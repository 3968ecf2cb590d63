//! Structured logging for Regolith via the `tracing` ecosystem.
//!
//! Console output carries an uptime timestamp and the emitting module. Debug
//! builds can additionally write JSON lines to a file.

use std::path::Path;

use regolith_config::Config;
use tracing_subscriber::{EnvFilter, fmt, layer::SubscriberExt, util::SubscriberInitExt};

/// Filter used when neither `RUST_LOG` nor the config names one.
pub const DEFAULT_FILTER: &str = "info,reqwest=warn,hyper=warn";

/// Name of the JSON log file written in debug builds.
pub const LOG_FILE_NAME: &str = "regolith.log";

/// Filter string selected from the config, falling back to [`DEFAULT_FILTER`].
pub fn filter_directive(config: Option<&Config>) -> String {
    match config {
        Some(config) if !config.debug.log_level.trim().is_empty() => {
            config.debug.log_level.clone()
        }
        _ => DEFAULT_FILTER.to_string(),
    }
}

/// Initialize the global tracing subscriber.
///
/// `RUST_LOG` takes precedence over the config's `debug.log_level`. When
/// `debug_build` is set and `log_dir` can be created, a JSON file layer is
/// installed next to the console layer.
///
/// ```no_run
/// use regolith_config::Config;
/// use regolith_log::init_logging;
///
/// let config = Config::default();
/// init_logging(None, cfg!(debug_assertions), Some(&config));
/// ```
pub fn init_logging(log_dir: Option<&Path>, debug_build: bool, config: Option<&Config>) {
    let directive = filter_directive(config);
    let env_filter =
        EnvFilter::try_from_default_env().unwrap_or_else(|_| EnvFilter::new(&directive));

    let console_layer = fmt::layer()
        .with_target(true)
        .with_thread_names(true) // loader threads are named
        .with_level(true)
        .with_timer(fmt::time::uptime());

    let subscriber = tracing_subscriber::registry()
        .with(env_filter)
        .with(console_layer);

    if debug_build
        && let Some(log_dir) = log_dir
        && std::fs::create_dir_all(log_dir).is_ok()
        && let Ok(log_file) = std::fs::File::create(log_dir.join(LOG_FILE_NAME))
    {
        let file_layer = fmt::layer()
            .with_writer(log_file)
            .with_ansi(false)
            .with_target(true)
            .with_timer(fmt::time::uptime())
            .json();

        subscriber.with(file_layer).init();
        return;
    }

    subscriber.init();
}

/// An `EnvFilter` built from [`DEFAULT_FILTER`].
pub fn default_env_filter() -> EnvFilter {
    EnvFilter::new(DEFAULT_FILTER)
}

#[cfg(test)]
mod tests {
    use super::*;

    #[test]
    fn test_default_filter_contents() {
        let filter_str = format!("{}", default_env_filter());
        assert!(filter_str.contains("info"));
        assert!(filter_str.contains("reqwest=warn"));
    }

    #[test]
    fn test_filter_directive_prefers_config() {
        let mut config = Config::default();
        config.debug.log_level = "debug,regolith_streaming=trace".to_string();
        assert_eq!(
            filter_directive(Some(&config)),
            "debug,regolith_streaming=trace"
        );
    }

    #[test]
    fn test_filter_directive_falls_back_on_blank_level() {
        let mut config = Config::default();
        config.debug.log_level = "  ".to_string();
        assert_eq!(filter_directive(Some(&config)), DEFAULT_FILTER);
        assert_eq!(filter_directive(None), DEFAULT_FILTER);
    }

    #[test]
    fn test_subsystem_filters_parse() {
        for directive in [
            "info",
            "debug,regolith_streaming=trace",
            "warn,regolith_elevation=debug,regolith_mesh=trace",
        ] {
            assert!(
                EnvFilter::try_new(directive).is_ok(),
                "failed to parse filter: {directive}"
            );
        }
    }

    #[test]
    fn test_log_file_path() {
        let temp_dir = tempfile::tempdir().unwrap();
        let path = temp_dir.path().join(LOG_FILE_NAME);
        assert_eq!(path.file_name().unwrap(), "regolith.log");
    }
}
=======
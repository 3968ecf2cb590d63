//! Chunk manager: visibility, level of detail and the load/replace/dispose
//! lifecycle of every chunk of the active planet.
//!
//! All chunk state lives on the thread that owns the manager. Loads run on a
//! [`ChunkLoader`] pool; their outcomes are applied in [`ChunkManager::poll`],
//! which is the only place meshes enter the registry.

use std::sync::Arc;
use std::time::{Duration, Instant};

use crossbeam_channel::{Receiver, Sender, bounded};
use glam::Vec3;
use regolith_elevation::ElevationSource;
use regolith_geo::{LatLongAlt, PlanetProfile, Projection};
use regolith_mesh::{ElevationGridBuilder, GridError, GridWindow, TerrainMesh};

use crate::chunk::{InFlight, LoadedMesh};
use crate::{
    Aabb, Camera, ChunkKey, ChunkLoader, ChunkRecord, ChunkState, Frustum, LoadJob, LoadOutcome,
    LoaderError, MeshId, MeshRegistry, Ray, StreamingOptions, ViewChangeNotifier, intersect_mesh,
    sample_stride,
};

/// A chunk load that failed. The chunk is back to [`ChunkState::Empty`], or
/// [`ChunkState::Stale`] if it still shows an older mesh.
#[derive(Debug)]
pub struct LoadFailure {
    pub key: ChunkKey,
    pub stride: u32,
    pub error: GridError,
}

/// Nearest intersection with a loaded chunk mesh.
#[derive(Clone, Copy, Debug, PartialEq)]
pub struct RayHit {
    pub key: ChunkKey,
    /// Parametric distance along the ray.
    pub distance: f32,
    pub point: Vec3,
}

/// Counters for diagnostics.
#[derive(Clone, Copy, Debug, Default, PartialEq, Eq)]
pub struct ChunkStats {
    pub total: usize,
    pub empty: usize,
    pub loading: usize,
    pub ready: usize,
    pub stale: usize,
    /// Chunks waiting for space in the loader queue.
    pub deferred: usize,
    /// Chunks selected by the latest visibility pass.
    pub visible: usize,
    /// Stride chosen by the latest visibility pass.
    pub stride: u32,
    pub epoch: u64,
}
=======
### Aim of the exercise
Which of the lines above include the string "None"? Pick them out and copy them.

### Result of the task
/// init_logging(None, cfg!(debug_assertions), Some(&config));
        assert_eq!(filter_directive(None), DEFAULT_FILTER);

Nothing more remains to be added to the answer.